В очередном кабинете он обнаружил незнакомого учителя.
— Извините. — и хотел закрыть дверь.
— Заходи, Лён. — сказал незнакомец. — Посиди немного с нами.
* * *
Школа опустела. На всех этажах погашен свет. Они сидят вдвоём на чердачной лестнице перед маленьким огоньком на ладони Филиппа Эрастовича. Но, Лёнька не видит стен, изрисованных прогульщиками поверх побелки. Не видит он и закопчённого спичками потолка. Только для одного Косицына Филипп Эрастович Гомонин ведет свой диковинный урок. Нет стен, нет потолка. Нет ночи, дня нет. Есть невероятный, едва передаваемый словами, возвышенный, могучий, красочный мир древней мифологии Эллады.

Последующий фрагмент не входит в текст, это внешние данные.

use std::net::SocketAddr;

use tracing::debug;

use super::{SsdpError, SsdpMessage, SsdpTransport};

#[derive(Debug, Clone, PartialEq, Eq)]
pub enum AnnouncementKind {
    Alive,
    /// `ssdp:update`, announcing the next boot id
    Update { next_bootid: u32 },
    ByeBye,
    /// Unicast answer to an M-SEARCH
    SearchResult { target: SocketAddr },
}

/// One USN announcement, ready to be framed.
///
/// For a search result `nt` carries the matched search target.
#[derive(Debug, Clone, PartialEq, Eq)]
pub struct Announcement {
    pub kind: AnnouncementKind,
    pub nt: String,
    pub usn: String,
    pub location: String,
    pub max_age: u32,
    pub bootid: u32,
    pub configid: u32,
    pub search_port: Option<u16>,
}

impl Announcement {
    pub fn to_message(&self) -> SsdpMessage {
        let message = match &self.kind {
            AnnouncementKind::Alive => self
                .with_location(SsdpMessage::notify().header("NT", &self.nt))
                .header("NTS", "ssdp:alive"),
            AnnouncementKind::Update { next_bootid } => self
                .with_location(SsdpMessage::notify().header("NT", &self.nt))
                .header("NTS", "ssdp:update")
                .header("NEXTBOOTID.UPNP.ORG", next_bootid),
            AnnouncementKind::ByeBye => SsdpMessage::notify()
                .header("NT", &self.nt)
                .header("NTS", "ssdp:byebye"),
            AnnouncementKind::SearchResult { .. } => {
                let date = chrono::Utc::now().format("%a, %d %b %Y %H:%M:%S GMT");
                self.with_location(
                    SsdpMessage::response()
                        .header("DATE", date)
                        .header("EXT", ""),
                )
                .header("ST", &self.nt)
            }
        };

        let mut message = message
            .header("USN", &self.usn)
            .header("BOOTID.UPNP.ORG", self.bootid)
            .header("CONFIGID.UPNP.ORG", self.configid);
        if let Some(port) = self.search_port
            && self.kind != AnnouncementKind::ByeBye
        {
            message = message.header("SEARCHPORT.UPNP.ORG", port);
        }
        message
    }

    fn with_location(&self, message: SsdpMessage) -> SsdpMessage {
        message
            .header("CACHE-CONTROL", format!("max-age={}", self.max_age))
            .header("LOCATION", &self.location)
    }

    /// Multicasts a notification or unicasts a search result.
    pub fn send(&self, transport: &dyn SsdpTransport) -> Result<(), SsdpError> {
        let message = self.to_message();
        match &self.kind {
            AnnouncementKind::SearchResult { target } => {
                debug!(usn = %self.usn, "search result to {} (ST={})", target, self.nt);
                transport.unicast(&message, *target)
            }
            kind => {
                debug!(usn = %self.usn, "NOTIFY {:?} (NT={})", kind, self.nt);
                transport.multicast(&message)
            }
        }
    }
}

#[cfg(test)]
mod tests {
    use super::*;

    fn announcement(kind: AnnouncementKind) -> Announcement {
        Announcement {
            kind,
            nt: "upnp:rootdevice".to_string(),
            usn: "uuid:1::upnp:rootdevice".to_string(),
            location: "http://h/desc".to_string(),
            max_age: 1800,
            bootid: 3,
            configid: 9,
            search_port: None,
        }
    }

    #[test]
    fn test_alive_headers() {
        let msg = announcement(AnnouncementKind::Alive).to_message();
        assert!(msg.is_notify());
        assert_eq!(msg.nts(), Some("ssdp:alive"));
        assert_eq!(msg.max_age(), 1800);
        assert_eq!(msg.location(), Some("http://h/desc"));
        assert_eq!(msg.bootid(), Some(3));
        assert_eq!(msg.configid(), Some(9));
    }

    #[test]
    fn test_update_and_byebye_headers() {
        let update = announcement(AnnouncementKind::Update { next_bootid: 4 }).to_message();
        assert_eq!(update.nts(), Some("ssdp:update"));
        assert_eq!(update.next_bootid(), Some(4));

        let byebye = announcement(AnnouncementKind::ByeBye).to_message();
        assert_eq!(byebye.nts(), Some("ssdp:byebye"));
        assert_eq!(byebye.location(), None);
        assert_eq!(byebye.get("CACHE-CONTROL"), None);
    }

    #[test]
    fn test_search_result_headers() {
        let target = "10.0.0.5:50000".parse().unwrap();
        let msg = announcement(AnnouncementKind::SearchResult { target }).to_message();
        assert!(msg.is_response());
        assert_eq!(msg.st(), Some("upnp:rootdevice"));
        assert_eq!(msg.get("EXT"), Some(""));
        assert!(msg.get("DATE").is_some());
        assert!(msg.request_bytes().is_err());
    }
}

Вздымались, потрясая основы мироздания, чудовищные создания глубинной тьмы — дюдогоры и застывали, осыпаясь камнем. Мать-земля Гея и первобытный великан Уран и их великое потомство — титаны.

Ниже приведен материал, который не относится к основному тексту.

//! Structures de l'enveloppe SOAP

use xmltree::Element;

/// Enveloppe SOAP complète
#[derive(Debug, Clone)]
pub struct SoapEnvelope {
    /// En-tête SOAP optionnel
    pub header: Option<SoapHeader>,

    /// Corps SOAP contenant l'action ou la réponse
    pub body: SoapBody,
}

/// En-tête SOAP
#[derive(Debug, Clone)]
pub struct SoapHeader {
    pub content: Element,
}

/// Corps SOAP
#[derive(Debug, Clone)]
pub struct SoapBody {
    pub content: Element,
}

impl SoapBody {
    /// Premier élément du corps : l'action, sa réponse ou un `Fault`
    pub fn first_element(&self) -> Option<&Element> {
        self.content.children.iter().find_map(|n| n.as_element())
    }
}
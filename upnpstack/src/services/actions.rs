use std::fmt;

#[derive(Debug, Clone, Copy, PartialEq, Eq)]
pub enum Direction {
    In,
    Out,
}

impl fmt::Display for Direction {
    fn fmt(&self, f: &mut fmt::Formatter<'_>) -> fmt::Result {
        match self {
            Direction::In => write!(f, "in"),
            Direction::Out => write!(f, "out"),
        }
    }
}

#[derive(Debug, Clone, PartialEq, Eq)]
pub struct ArgumentDef {
    pub name: String,
    pub direction: Direction,
    pub related_state_variable: String,
    pub retval: bool,
}

/// An `action` entry of a service description.
///
/// `arguments` keeps the declaration order; the accessors split it into the
/// input arguments, the optional return value and the other outputs.
#[derive(Debug, Clone, PartialEq, Eq)]
pub struct ActionDef {
    pub name: String,
    pub arguments: Vec<ArgumentDef>,
}

impl ActionDef {
    pub fn new(name: &str) -> Self {
        Self {
            name: name.to_string(),
            arguments: Vec::new(),
        }
    }

    fn push(mut self, name: &str, direction: Direction, variable: &str, retval: bool) -> Self {
        self.arguments.push(ArgumentDef {
            name: name.to_string(),
            direction,
            related_state_variable: variable.to_string(),
            retval,
        });
        self
    }

    pub fn input(self, name: &str, variable: &str) -> Self {
        self.push(name, Direction::In, variable, false)
    }

    pub fn output(self, name: &str, variable: &str) -> Self {
        self.push(name, Direction::Out, variable, false)
    }

    pub fn retval(self, name: &str, variable: &str) -> Self {
        self.push(name, Direction::Out, variable, true)
    }

    pub fn argument_variables(&self) -> impl Iterator<Item = &ArgumentDef> {
        self.arguments.iter().filter(|a| a.direction == Direction::In)
    }

    pub fn return_variable(&self) -> Option<&ArgumentDef> {
        self.arguments
            .iter()
            .find(|a| a.direction == Direction::Out && a.retval)
    }

    pub fn result_variables(&self) -> impl Iterator<Item = &ArgumentDef> {
        self.arguments
            .iter()
            .filter(|a| a.direction == Direction::Out && !a.retval)
    }

    /// Output arguments: the return value first, then the results in
    /// declaration order.
    pub fn outputs(&self) -> Vec<&ArgumentDef> {
        self.return_variable()
            .into_iter()
            .chain(self.result_variables())
            .collect()
    }
}

#[cfg(test)]
mod tests {
    use super::*;

    #[test]
    fn test_argument_split() {
        let action = ActionDef::new("Browse")
            .input("ObjectID", "A_ARG_TYPE_ObjectID")
            .output("NumberReturned", "A_ARG_TYPE_Count")
            .retval("Result", "A_ARG_TYPE_Result")
            .input("Filter", "A_ARG_TYPE_Filter");

        let inputs: Vec<_> = action.argument_variables().map(|a| a.name.as_str()).collect();
        assert_eq!(inputs, ["ObjectID", "Filter"]);

        let outputs: Vec<_> = action.outputs().iter().map(|a| a.name.as_str()).collect();
        assert_eq!(outputs, ["Result", "NumberReturned"]);
    }
}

Сошлись в нечеловечески огромной битве Крониды и титаны. Стонала мать-земля. Космические бури разрывали хрупкую планету. Валились колоссы и гром падения пугал, как птиц, небесные светила.
И вот вознёсся Кронид могучий, победитель всех титанов, убийца своего отца — Кроноса — владыка Зевс. Заклубился белой шапкою Олимп. Разогнал Зевес копьём молнийным со своего престола мрачные тучи над истерзанной землёй. И повелел. И родилось. И стало. Людское племя стало на земле.
Полны чудес просторы древние Эллады. Живёт всё, всё дышит, всё борется, стремится, радуется, плачет. Каких племён нет на земле! Древообразные лапиты и быстрые кентавры. Лесной народ дриопы и буйные сатиры. Страшные киклопы, прекрасные нереиды. Бурлит жизнь первобытной страстью. Смешиваются племена, рождая диво.
И вышли на свет белый герои-полубоги. Плоть человека, отвага олимпийцев, титаническая сила, судьба — бессмертность в смерти. Нет, олимпийцы, мы не забава вам! Не слуги, не бессильно покорные, трепетливые лесные божества! Да, исполняя волю Олимпийца, истребляли герои-полубоги древнее наследие — титанов! Но не ведали, что творили. А, изведав, проклинали небожителей. Так и Геракл прославил Геру. Кто бы помнил супругу Олимпийца, если бы не подвиги Геракла! Где та слава, где те камни?!
С Язоном плыл на «Арго» Лёнька. Бежал наперегонки с Актеоном. Спускался в лабиринты Минотавра. Плавал по морям лесов на зелёных Магнезийских кобылицах. Купался с нереидами в волнах. Слушал песни слепого провидца Тиресия. Кентавр Хирон посадил его к себе на лошадиный круп и вместе с ним пронёсся Лён по кручам древнего Пеллопонеса.
Раскинув руки, обнимал ладонями неистовые горные ветра! Пел песни с героями-полубогами под дубом у Хирона, когда собирались они к старому учителю отдохнуть от подвигов своих. И в путь последний он проводил титана, добровольно сошедшего в Аид. У Белого утёса, милосердно лишающего памяти сходящих в бездну, простился он с Хироном. И долго смотрел, пока тот шёл к чёрным водам океана. К золотой ладье, в которой ждал Титана Гелий-Солнце.
Так и заснул Лён под крылом у старого учителя истории.